Ensuite, le DDD va vous expliquer comment faire des passerelles entre vos différents petits vocabulaires et ainsi expliquer les relations qui peuvent exister entre ceux-ci. Par exemple, si vous utilisez une API qui est développée par une organisation externe, alors vous êtes clients du vocabulaire de cette API et vous êtes même dans une relation de Consommateur/Producteur. Si cela est central pour votre business, il serait certainement intéressant de préciser votre vocabulaire d’utilisation de cette API et de construire une sorte de surcouche (anticorruption layer).
Enfin, le DDD va beaucoup plus loin en vous proposant des stratégies, des méthodes et des patterns vous permettant de mettre en place l’approche sans tomber dans des pièges de conceptualisation. Le Red Book est une mine d’or de recettes qui marchent, mais aussi de retours d’expérience et d’exemples plus qu’intéressants.
En conclusion
Voilà c’est court mais j’espère que je vous aurais motivé à regarder de plus près le DDD. Il y des idées plus qu’intéressantes à appliquer dans vos projets. Le DDD va vous faire réfléchir sur l’architecture de votre code et sur son alignement avec votre business.

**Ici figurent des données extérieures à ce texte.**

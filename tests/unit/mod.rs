/******************************************************************************
   Author: Joaquín Béjar García
   Email: jb@taunais.com
   Date: 12/3/26
******************************************************************************/

//! Integration tests against the public crate API.

mod scan_tests;
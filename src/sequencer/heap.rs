/******************************************************************************
   Author: Joaquín Béjar García
   Email: jb@taunais.com
   Date: 12/3/26
******************************************************************************/

//! Priority buffer for out-of-order items.
//!
//! This module provides a min-heap over [`TaggedItem`]s keyed solely by tag,
//! used by the reordering engine to hold items whose predecessors have not
//! arrived yet.

use super::item::TaggedItem;
use std::cmp::Ordering;
use std::collections::BinaryHeap;

/// Heap entry with reversed tag ordering, so the smallest tag surfaces
/// first on a max-heap.
#[derive(Debug)]
struct MinTag<T>(TaggedItem<T>);

impl<T> PartialEq for MinTag<T> {
    fn eq(&self, other: &Self) -> bool {
        self.0.tag == other.0.tag
    }
}

impl<T> Eq for MinTag<T> {}

impl<T> PartialOrd for MinTag<T> {
    fn partial_cmp(&self, other: &Self) -> Option<Ordering> {
        Some(self.cmp(other))
    }
}

impl<T> Ord for MinTag<T> {
    fn cmp(&self, other: &Self) -> Ordering {
        other.0.tag.cmp(&self.0.tag)
    }
}

/// Min-heap of [`TaggedItem`]s ordered by tag ascending.
///
/// [`push`] and [`pop`] are O(log n); [`peek_tag`] and [`len`] are O(1).
/// Comparison uses the tag alone. Tags are guaranteed unique by
/// [`TagAllocator`], so no deduplication is performed; inserting two items
/// with the same tag is a precondition violation and the relative order of
/// the duplicates is unspecified.
///
/// # Examples
///
/// ```
/// use resequencer_rs::{TagHeap, TaggedItem};
///
/// let mut heap = TagHeap::new();
/// heap.push(TaggedItem::new("late", 3));
/// heap.push(TaggedItem::new("early", 1));
/// assert_eq!(heap.peek_tag(), Some(1));
/// assert_eq!(heap.pop().map(|i| i.value), Some("early"));
/// ```
///
/// [`push`]: TagHeap::push
/// [`pop`]: TagHeap::pop
/// [`peek_tag`]: TagHeap::peek_tag
/// [`len`]: TagHeap::len
/// [`TagAllocator`]: super::allocator::TagAllocator
#[derive(Debug)]
pub struct TagHeap<T> {
    entries: BinaryHeap<MinTag<T>>,
}

impl<T> TagHeap<T> {
    /// Creates a new empty heap.
    #[must_use]
    pub fn new() -> Self {
        Self {
            entries: BinaryHeap::new(),
        }
    }

    /// Creates a new heap with pre-allocated capacity.
    ///
    /// Use this when the expected out-of-order window is known in advance
    /// to avoid repeated reallocations.
    #[must_use]
    pub fn with_capacity(capacity: usize) -> Self {
        Self {
            entries: BinaryHeap::with_capacity(capacity),
        }
    }

    /// Inserts an item, keyed by its tag.
    pub fn push(&mut self, item: TaggedItem<T>) {
        self.entries.push(MinTag(item));
    }

    /// Removes and returns the item with the smallest tag, or `None` if
    /// the heap is empty.
    pub fn pop(&mut self) -> Option<TaggedItem<T>> {
        self.entries.pop().map(|entry| entry.0)
    }

    /// Returns the smallest buffered tag without removing its item.
    #[must_use]
    pub fn peek_tag(&self) -> Option<u64> {
        self.entries.peek().map(|entry| entry.0.tag)
    }

    /// Returns the number of buffered items.
    #[inline]
    #[must_use]
    pub fn len(&self) -> usize {
        self.entries.len()
    }

    /// Returns `true` if no items are buffered.
    #[inline]
    #[must_use]
    pub fn is_empty(&self) -> bool {
        self.entries.is_empty()
    }
}

impl<T> Default for TagHeap<T> {
    fn default() -> Self {
        Self::new()
    }
}
// SPDX-License-Identifier: MPL-2.0
//! Light/Dark/System theme selection.

use crate::error::{Error, Result};
use iced::Theme;
use serde::{Deserialize, Serialize};
use std::str::FromStr;

#[derive(Debug, Clone, Copy, PartialEq, Eq, Default, Serialize, Deserialize)]
#[serde(rename_all = "lowercase")]
pub enum ThemeMode {
    Light,
    Dark,
    #[default]
    System,
}

impl ThemeMode {
    /// Returns true if the effective theme is dark.
    /// For System mode, detects the actual system theme.
    #[must_use]
    pub fn is_dark(self) -> bool {
        match self {
            ThemeMode::Light => false,
            ThemeMode::Dark => true,
            ThemeMode::System => {
                // Detect system theme; default to dark on detection error
                !matches!(dark_light::detect(), Ok(dark_light::Mode::Light))
            }
        }
    }

    /// Iced theme matching the effective mode.
    #[must_use]
    pub fn theme(self) -> Theme {
        if self.is_dark() {
            Theme::Dark
        } else {
            Theme::Light
        }
    }
}

impl FromStr for ThemeMode {
    type Err = Error;

    fn from_str(s: &str) -> Result<Self> {
        match s.trim().to_ascii_lowercase().as_str() {
            "light" => Ok(ThemeMode::Light),
            "dark" => Ok(ThemeMode::Dark),
            "system" => Ok(ThemeMode::System),
            _ => Err(Error::InvalidThemeMode(s.to_string())),
        }
    }
}

#[cfg(test)]
mod tests {
    use super::*;

    #[test]
    fn theme_mode_is_dark_returns_correct_values() {
        assert!(!ThemeMode::Light.is_dark());
        assert!(ThemeMode::Dark.is_dark());
        // System mode depends on actual system theme, so we just verify it doesn't panic
        let _ = ThemeMode::System.is_dark();
    }

    #[test]
    fn explicit_modes_map_to_iced_themes() {
        assert_eq!(ThemeMode::Light.theme(), Theme::Light);
        assert_eq!(ThemeMode::Dark.theme(), Theme::Dark);
    }

    #[test]
    fn parses_names_case_insensitively() {
        assert_eq!("Dark".parse::<ThemeMode>().unwrap(), ThemeMode::Dark);
        assert!(matches!(
            "sepia".parse::<ThemeMode>(),
            Err(Error::InvalidThemeMode(_))
        ));
    }
}
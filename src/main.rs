// SPDX-License-Identifier: MPL-2.0
use iced_toast::app::{self, Flags};
use iced_toast::logging;

const HELP: &str = "\
iced_toast - toast notification playground

USAGE:
  iced_toast [OPTIONS]

OPTIONS:
  --position <POS>       top-left | top-center | top-right |
                         bottom-left | bottom-center | bottom-right
  --auto-close-ms <MS>   auto-close delay, 0 disables
  --no-progress          hide the countdown bar
  --no-close             do not close toasts on click
  --pause-on-hover       freeze the countdown under the cursor
  --theme <MODE>         light | dark | system
  --config <PATH>        settings file (default: platform config dir)
  -v, --verbose          debug logging (RUST_LOG takes precedence)
  -h, --help             print this help
";

fn parse_flags(mut args: pico_args::Arguments) -> Result<Flags, pico_args::Error> {
    let flags = Flags {
        verbose: args.contains(["-v", "--verbose"]),
        no_progress: args.contains("--no-progress"),
        no_close: args.contains("--no-close"),
        pause_on_hover: args.contains("--pause-on-hover"),
        position: args.opt_value_from_str("--position")?,
        auto_close_ms: args.opt_value_from_str("--auto-close-ms")?,
        theme_mode: args.opt_value_from_str("--theme")?,
        config_path: args.opt_value_from_str("--config")?,
    };

    let remaining = args.finish();
    if !remaining.is_empty() {
        eprintln!("Warning: unused arguments left: {remaining:?}");
    }
    Ok(flags)
}

fn main() -> iced::Result {
    let mut args = pico_args::Arguments::from_env();
    if args.contains(["-h", "--help"]) {
        print!("{HELP}");
        return Ok(());
    }

    let flags = match parse_flags(args) {
        Ok(flags) => flags,
        Err(err) => {
            eprintln!("Error: {err}\n\n{HELP}");
            std::process::exit(2);
        }
    };

    logging::init(flags.verbose);
    app::run(flags)
}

Il y a deux livres à lire sur le DDD, le Blue Book et le Red Book. J’ai commencé par le Red Book, car il m’a été livré en premier (le bleu attend sagement sur mon bureau). Visiblement, on peut commencer par l’un ou l’autre, mais le Red Book est un peu plus concret. En tout cas, une lecture plus qu’intéressante, que je ne peux que vous conseiller.